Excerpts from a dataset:
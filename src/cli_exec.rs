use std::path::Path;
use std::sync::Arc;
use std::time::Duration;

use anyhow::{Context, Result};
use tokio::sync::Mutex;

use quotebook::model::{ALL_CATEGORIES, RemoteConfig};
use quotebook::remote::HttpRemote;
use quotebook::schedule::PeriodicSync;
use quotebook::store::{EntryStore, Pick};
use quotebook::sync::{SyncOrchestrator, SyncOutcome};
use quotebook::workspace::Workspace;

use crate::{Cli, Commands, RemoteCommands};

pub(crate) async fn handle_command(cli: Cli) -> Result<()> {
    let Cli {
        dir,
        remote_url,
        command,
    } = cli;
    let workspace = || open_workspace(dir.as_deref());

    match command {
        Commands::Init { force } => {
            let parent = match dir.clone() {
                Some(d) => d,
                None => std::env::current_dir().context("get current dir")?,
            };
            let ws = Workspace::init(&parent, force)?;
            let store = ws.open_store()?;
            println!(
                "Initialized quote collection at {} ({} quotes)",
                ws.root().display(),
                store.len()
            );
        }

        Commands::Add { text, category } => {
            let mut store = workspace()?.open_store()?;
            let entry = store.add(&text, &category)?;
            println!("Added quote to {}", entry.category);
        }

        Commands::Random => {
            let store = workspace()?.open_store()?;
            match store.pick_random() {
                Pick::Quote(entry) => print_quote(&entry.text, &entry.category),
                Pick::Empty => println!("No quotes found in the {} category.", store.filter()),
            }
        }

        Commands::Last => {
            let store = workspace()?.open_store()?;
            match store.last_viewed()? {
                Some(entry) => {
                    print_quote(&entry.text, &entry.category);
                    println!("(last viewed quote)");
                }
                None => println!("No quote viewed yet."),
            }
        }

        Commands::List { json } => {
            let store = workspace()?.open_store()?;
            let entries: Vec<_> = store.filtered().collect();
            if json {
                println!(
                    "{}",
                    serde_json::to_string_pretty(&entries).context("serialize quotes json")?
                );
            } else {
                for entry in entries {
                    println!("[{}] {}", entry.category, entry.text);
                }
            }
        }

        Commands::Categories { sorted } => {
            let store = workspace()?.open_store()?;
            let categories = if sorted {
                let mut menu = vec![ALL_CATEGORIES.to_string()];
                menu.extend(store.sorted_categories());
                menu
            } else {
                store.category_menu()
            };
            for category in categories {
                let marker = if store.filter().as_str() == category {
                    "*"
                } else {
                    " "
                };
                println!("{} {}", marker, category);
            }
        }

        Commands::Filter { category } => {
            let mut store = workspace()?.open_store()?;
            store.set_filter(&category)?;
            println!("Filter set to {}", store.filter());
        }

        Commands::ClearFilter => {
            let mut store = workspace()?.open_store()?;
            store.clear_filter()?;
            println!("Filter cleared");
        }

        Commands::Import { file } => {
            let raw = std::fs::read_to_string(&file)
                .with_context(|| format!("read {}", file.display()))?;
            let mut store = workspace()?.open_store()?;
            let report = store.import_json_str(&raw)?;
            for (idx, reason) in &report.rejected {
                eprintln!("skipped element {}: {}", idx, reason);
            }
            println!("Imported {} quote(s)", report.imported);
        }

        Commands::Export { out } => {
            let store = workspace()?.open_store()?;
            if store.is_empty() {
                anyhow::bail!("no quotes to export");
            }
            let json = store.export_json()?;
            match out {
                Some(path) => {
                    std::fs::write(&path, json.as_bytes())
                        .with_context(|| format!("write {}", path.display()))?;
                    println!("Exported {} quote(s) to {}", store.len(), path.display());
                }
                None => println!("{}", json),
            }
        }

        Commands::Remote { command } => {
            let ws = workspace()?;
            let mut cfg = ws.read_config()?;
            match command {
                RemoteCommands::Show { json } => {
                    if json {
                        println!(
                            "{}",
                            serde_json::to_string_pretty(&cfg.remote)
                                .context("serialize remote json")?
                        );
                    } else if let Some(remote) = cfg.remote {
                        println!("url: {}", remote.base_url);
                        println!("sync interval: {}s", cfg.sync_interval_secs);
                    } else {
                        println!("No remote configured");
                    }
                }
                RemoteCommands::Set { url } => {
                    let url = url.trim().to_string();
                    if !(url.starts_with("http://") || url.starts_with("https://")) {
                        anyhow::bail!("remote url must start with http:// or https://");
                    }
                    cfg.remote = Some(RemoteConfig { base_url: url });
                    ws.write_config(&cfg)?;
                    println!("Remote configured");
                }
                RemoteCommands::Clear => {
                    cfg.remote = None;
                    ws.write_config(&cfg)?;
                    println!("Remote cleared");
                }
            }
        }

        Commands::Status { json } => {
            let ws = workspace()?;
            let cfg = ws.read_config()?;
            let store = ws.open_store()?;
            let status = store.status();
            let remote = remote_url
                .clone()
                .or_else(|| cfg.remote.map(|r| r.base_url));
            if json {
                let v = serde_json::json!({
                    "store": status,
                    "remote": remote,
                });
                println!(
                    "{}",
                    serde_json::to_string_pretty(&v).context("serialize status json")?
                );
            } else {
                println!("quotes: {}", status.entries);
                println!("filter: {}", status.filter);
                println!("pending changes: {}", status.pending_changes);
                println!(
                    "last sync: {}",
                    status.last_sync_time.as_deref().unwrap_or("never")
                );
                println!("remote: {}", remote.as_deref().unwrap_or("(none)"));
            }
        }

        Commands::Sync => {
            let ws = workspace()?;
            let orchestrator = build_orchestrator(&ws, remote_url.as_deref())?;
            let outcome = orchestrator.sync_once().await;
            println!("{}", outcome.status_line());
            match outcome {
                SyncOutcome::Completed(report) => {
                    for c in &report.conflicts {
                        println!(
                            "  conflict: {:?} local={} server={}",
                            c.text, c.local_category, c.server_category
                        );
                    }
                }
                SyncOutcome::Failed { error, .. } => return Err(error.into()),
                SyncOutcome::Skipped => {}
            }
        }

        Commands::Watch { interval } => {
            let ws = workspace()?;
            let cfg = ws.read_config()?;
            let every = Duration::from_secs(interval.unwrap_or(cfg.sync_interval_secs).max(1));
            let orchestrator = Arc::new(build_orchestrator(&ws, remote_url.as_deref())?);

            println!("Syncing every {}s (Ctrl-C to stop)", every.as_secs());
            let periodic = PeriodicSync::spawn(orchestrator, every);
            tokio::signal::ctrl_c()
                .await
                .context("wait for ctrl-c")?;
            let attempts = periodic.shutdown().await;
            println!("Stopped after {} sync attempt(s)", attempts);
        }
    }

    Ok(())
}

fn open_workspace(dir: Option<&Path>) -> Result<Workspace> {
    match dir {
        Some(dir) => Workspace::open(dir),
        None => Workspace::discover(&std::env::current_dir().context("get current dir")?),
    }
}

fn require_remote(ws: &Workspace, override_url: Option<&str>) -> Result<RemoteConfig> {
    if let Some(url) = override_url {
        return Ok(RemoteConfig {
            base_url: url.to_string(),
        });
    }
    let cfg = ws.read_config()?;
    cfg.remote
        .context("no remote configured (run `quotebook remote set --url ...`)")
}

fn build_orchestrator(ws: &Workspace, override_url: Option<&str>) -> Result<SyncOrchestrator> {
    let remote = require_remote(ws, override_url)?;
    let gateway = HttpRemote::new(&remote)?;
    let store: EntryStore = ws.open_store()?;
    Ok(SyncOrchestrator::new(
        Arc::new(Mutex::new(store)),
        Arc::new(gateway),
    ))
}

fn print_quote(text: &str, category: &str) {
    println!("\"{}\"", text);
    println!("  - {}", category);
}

*WORK REQUEST*
Search the data above for the string "entries" and report each line that holds it.

*SOLUTION TO THIS PROBLEM*
            let entries: Vec<_> = store.filtered().collect();
                    serde_json::to_string_pretty(&entries).context("serialize quotes json")?
                for entry in entries {
                println!("quotes: {}", status.entries);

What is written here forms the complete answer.